__Collected data entries__
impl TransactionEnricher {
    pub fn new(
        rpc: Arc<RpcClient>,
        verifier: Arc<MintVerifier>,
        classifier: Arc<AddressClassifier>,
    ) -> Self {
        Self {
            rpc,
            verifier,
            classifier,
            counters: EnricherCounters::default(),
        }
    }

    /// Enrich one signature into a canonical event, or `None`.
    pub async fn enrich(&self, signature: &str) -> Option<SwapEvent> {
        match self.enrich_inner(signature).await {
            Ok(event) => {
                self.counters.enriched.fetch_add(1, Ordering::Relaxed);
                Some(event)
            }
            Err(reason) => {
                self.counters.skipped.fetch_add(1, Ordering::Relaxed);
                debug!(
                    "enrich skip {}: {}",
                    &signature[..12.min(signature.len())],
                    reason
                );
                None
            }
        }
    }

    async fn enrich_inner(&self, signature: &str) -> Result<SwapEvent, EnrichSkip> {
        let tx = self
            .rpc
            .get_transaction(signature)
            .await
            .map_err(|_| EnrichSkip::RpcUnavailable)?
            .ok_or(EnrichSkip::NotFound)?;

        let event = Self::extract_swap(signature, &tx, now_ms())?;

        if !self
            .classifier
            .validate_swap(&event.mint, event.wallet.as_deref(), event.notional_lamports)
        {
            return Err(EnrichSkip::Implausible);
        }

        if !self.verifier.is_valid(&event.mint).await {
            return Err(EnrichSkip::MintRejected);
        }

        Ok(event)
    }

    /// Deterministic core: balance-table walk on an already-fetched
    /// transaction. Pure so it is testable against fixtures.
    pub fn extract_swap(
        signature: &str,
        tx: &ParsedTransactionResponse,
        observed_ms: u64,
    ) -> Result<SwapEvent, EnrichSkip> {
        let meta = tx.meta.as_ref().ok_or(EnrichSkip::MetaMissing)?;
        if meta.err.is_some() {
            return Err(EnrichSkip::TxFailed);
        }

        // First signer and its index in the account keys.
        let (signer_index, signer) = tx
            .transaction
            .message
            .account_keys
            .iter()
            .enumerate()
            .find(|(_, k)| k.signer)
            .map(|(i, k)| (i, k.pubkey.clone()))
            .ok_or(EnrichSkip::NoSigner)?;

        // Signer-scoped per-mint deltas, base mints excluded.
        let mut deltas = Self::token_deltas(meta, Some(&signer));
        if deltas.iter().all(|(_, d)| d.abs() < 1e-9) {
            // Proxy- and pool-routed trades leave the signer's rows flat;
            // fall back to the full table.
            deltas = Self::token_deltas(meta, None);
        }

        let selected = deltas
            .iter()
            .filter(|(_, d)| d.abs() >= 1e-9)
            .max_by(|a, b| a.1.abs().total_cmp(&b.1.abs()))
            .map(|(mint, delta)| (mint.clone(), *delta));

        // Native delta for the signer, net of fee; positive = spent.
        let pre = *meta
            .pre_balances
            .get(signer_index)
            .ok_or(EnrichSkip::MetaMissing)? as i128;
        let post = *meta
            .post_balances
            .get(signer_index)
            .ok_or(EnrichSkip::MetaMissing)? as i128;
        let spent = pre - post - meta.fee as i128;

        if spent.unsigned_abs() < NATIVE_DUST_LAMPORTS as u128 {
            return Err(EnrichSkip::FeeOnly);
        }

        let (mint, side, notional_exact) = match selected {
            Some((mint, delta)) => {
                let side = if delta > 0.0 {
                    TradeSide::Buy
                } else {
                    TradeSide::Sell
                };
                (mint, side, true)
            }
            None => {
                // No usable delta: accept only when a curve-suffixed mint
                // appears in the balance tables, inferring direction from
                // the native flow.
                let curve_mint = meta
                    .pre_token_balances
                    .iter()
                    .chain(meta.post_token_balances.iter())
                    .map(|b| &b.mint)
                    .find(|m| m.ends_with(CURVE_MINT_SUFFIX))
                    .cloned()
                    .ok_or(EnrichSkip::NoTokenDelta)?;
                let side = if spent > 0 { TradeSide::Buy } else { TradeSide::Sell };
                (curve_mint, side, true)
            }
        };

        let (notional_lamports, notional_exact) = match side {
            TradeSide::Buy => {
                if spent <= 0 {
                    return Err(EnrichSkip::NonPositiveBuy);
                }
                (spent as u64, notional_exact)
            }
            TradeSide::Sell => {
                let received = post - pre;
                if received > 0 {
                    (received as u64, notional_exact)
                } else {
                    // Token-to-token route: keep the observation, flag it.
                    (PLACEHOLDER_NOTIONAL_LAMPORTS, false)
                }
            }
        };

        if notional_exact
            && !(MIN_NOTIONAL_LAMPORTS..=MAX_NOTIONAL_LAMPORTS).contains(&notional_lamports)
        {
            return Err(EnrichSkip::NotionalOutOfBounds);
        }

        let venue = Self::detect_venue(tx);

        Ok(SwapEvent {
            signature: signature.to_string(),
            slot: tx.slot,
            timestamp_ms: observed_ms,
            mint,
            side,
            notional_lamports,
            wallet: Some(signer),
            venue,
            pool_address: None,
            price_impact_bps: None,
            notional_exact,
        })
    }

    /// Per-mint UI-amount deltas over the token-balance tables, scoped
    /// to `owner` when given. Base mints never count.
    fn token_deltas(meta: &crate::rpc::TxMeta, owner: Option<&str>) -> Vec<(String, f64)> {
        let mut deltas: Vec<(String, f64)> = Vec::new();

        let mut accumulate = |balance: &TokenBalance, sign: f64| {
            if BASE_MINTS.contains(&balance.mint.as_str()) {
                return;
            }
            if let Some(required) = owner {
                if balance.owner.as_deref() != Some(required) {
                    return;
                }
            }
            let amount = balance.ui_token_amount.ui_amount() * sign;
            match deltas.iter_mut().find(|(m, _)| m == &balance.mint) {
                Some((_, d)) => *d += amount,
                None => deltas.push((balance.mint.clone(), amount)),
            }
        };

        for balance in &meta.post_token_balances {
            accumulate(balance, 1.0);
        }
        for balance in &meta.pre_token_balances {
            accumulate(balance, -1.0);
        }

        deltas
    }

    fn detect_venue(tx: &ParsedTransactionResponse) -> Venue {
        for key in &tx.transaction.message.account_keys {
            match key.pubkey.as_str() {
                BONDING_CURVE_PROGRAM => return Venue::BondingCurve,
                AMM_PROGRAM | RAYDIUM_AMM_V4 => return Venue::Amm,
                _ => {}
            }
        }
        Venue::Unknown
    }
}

__Exercise instructions__
I need every line of the data that has the word "spent"; please list them.

__Your solution__
        // Native delta for the signer, net of fee; positive = spent.
        let spent = pre - post - meta.fee as i128;
        if spent.unsigned_abs() < NATIVE_DUST_LAMPORTS as u128 {
                let side = if spent > 0 { TradeSide::Buy } else { TradeSide::Sell };
                if spent <= 0 {
                (spent as u64, notional_exact)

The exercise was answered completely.